_Record extracts_

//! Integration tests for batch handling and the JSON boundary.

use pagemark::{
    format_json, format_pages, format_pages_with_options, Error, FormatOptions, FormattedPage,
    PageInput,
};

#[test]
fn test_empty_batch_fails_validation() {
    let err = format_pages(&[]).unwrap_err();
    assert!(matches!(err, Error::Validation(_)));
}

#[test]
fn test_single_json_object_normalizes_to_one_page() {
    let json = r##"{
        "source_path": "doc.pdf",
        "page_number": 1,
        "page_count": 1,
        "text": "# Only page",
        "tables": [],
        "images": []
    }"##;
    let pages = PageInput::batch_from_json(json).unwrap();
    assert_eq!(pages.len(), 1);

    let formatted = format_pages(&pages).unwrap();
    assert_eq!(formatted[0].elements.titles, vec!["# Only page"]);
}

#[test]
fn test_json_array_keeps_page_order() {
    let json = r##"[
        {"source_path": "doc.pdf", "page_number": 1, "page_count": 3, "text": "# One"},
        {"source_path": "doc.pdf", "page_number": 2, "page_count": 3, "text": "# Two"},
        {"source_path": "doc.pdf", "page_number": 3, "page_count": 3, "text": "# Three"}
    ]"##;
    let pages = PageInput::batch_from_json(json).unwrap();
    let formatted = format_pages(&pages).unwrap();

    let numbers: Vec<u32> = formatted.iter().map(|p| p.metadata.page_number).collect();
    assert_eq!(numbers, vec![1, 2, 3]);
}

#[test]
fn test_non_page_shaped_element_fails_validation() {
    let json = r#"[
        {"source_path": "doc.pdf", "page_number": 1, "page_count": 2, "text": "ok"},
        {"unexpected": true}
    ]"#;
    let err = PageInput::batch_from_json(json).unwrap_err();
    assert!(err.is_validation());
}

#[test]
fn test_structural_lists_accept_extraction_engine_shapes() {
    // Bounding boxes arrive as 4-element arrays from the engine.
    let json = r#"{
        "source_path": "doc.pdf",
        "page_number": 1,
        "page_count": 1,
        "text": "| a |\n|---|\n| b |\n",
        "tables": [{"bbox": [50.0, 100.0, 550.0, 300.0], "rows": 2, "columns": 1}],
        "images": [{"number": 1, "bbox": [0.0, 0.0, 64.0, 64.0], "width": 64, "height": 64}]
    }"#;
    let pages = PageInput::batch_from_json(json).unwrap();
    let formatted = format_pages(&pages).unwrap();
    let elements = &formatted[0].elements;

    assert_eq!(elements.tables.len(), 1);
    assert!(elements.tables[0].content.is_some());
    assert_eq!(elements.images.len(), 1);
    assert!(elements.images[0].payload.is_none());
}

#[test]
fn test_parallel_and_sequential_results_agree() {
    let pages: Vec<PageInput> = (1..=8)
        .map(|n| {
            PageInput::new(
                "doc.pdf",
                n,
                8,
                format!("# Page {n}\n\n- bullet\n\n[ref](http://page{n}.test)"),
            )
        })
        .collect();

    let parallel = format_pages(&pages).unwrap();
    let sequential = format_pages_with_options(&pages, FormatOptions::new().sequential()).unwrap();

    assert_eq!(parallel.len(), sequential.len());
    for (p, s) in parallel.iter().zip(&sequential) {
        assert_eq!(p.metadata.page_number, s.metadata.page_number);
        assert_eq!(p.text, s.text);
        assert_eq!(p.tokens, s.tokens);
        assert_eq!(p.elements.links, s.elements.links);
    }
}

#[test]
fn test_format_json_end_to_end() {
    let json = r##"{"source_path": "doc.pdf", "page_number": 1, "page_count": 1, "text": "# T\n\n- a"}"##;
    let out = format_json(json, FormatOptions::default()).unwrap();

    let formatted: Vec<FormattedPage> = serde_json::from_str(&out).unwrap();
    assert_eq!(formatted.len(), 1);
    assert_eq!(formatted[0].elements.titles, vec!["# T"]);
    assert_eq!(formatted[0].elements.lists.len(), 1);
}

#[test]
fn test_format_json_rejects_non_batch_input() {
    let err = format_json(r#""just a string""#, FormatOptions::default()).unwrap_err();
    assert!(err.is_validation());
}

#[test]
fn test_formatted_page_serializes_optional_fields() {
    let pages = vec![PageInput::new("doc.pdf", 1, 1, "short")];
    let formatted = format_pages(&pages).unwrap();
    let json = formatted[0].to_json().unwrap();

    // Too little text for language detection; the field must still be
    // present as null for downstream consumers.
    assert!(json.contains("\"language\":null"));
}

_Exercise details_
Retrieve every line above holding the word "metadata".

_Problem solution_
    let numbers: Vec<u32> = formatted.iter().map(|p| p.metadata.page_number).collect();
        assert_eq!(p.metadata.page_number, s.metadata.page_number);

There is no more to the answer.